Just think how environmentally friendly that will be
-- less global warming (less hot air and big cars)
-- reduce world hunger (there are so many, we will need to share)
-- better balance of trade (see point directly before this one).

GenericImbroglio
01-19-2007, 08:13 PM
Yeah, but really, do you really want to eat a lawyer. I doubt even the best of Listerine could get the taste of money-grubbing 3 piece suits out of your mouth!

Cliff Johnson :blob8:
The Little Gangrene That Could

wes_h
01-22-2007, 10:04 PM
Aw, just deep fry 'em (you peel off the 3-piece suit first).
They'll taste just like chicken that way.
<* Wes *>

srellison125
01-23-2007, 12:39 AM
We broke off with England because of "taxation without representation." I'm so glad we have representation now. Uh..who's my representative?

GenericImbroglio
01-23-2007, 11:37 PM
Yeah
The whole thing was really though the fact that we didnt want to break away... at first. I mean, we were attached to the most powerful country in the world at that time and had the protection of the king. The taxes were imposed I believe because of the outstanding debt from wars with France. The alienated the Dutch and other countries from trading with us so they could reap the benefits of the ever increasing tobacco trade. Not that I blame em. It really was to help keep the entire place stable. However one thing led to another and more and more taxes were imposed. Plus there was that whole Boston Massacre thing (even though Revere did make his visual account of the incident propaganda) and that really got us ticked off. And well... you know the rest. Sorry for the little history lesson :D
And as for the lawyers, even if I did peel off the three piece suit, Im quite sure that a bad taste would endure.
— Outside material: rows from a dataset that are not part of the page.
// cli/src/lanzatool/bootspec.rs: bootspec v1 documents
//
// A generation's profile link holds `boot.json`. Only the v1 schema is
// accepted. Specialisations are nested documents of the same shape; only
// one level is honoured.

use std::collections::BTreeMap;
use std::fs;
use std::path::{Component, Path, PathBuf};

use lanzaboote_shared::layout::valid_specialisation_name;
use serde::{Deserialize, Serialize};
use tracing::warn;

use super::error::{InstallError, Result};

pub const BOOTSPEC_FILE: &str = "boot.json";
pub const BOOTSPEC_V1: &str = "org.nixos.bootspec.v1";
pub const SPECIALISATION_V1: &str = "org.nixos.specialisation.v1";

/// The `org.nixos.bootspec.v1` object.
#[derive(Debug, Clone, PartialEq, Eq, Serialize, Deserialize)]
#[serde(rename_all = "camelCase")]
pub struct BootJson {
    pub system: String,
    pub init: PathBuf,
    pub initrd: Option<PathBuf>,
    pub initrd_secrets: Option<PathBuf>,
    pub kernel: PathBuf,
    #[serde(default)]
    pub kernel_params: Vec<String>,
    pub label: String,
    pub toplevel: PathBuf,
}

#[derive(Debug, Deserialize)]
struct Document {
    #[serde(rename = "org.nixos.bootspec.v1")]
    v1: Option<BootJson>,
    #[serde(rename = "org.nixos.specialisation.v1", default)]
    specialisations: BTreeMap<String, Document>,
}

/// A parsed bootspec plus its direct specialisations.
#[derive(Debug, Clone, PartialEq, Eq)]
pub struct Bootspec {
    pub boot: BootJson,
    pub specialisations: BTreeMap<String, BootJson>,
}

impl Bootspec {
    pub fn from_file(path: &Path) -> Result<Self> {
        let text = fs::read_to_string(path).map_err(|e| InstallError::malformed_bootspec(path, e.to_string()))?;
        Self::parse(&text, path)
    }

    /// `origin` only labels errors.
    pub fn parse(json: &str, origin: &Path) -> Result<Self> {
        let doc: Document =
            serde_json::from_str(json).map_err(|e| InstallError::malformed_bootspec(origin, e.to_string()))?;
        let boot = doc
            .v1
            .ok_or_else(|| InstallError::malformed_bootspec(origin, format!("no `{BOOTSPEC_V1}` object")))?;

        let mut specialisations = BTreeMap::new();
        for (name, nested) in doc.specialisations {
            if !valid_specialisation_name(&name) {
                return Err(InstallError::malformed_bootspec(
                    origin,
                    format!("specialisation name {name:?} is not allowed"),
                ));
            }
            if !nested.specialisations.is_empty() {
                warn!(specialisation = %name, "ignoring nested specialisations");
            }
            let nested_boot = nested.v1.ok_or_else(|| {
                InstallError::malformed_bootspec(origin, format!("specialisation {name} has no `{BOOTSPEC_V1}` object"))
            })?;
            specialisations.insert(name, nested_boot);
        }

        Ok(Self { boot, specialisations })
    }
}

impl BootJson {
    /// `initrd` is optional in bootspec but the stub always hands one over.
    pub fn initrd(&self, origin: &Path) -> Result<&Path> {
        self.initrd
            .as_deref()
            .ok_or_else(|| InstallError::malformed_bootspec(origin, "no initrd"))
    }

    /// Store paths a signature over this boot entry vouches for.
    pub fn store_paths(&self) -> Vec<&Path> {
        let mut paths = vec![self.kernel.as_path(), self.init.as_path(), self.toplevel.as_path()];
        paths.extend(self.initrd.as_deref());
        paths.extend(self.initrd_secrets.as_deref());
        paths
    }

    /// Lexical check that every path stays inside `store_dir`, then an
    /// existence check. The first is a malformed document, the second a
    /// garbage-collected closure.
    pub fn validate(&self, store_dir: &Path, origin: &Path) -> Result<()> {
        self.initrd(origin)?;
        // The label lands in os-release text, one key per line.
        if self.label.chars().any(char::is_control) {
            return Err(InstallError::malformed_bootspec(origin, "label contains control characters"));
        }
        for path in self.store_paths() {
            if !inside(store_dir, path) {
                return Err(InstallError::malformed_bootspec(
                    origin,
                    format!("{} is outside {}", path.display(), store_dir.display()),
                ));
            }
        }
        for path in self.store_paths() {
            if !path.exists() {
                return Err(InstallError::MissingStorePath(path.to_path_buf()));
            }
        }
        Ok(())
    }
}

fn inside(dir: &Path, path: &Path) -> bool {
    path.is_absolute()
        && path.starts_with(dir)
        && path
            .components()
            .all(|c| !matches!(c, Component::ParentDir | Component::CurDir))
}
Its from having no compassion for anything except a Franklin!

Cliff Johnson :blob8:
Necromancer of Flower Frolicking Pandas

MrFrost
05-31-2007, 09:21 PM
man i love John Cleese =)

curlybap
06-01-2007, 02:20 PM
Actually, I know none of that... but I can give you a lecture on why Ireland wanted to break away, Imbroglio :P

I adore this letter... it's awesome, especially if read aloud.

(and also, John Cleese claims it isn't his... *shrug*)

GoldenSimmer
06-01-2007, 02:25 PM
I love this letter! :D
:blob3:
:blob2:
:blob:

PerplexinglyMe
06-02-2007, 07:53 PM
Yay! This made me giggle down to my socks.

Even though that doen't make sense.

GenericImbroglio
06-03-2007, 09:51 PM
My dear perplexing one.... Surely you speak potato peeler?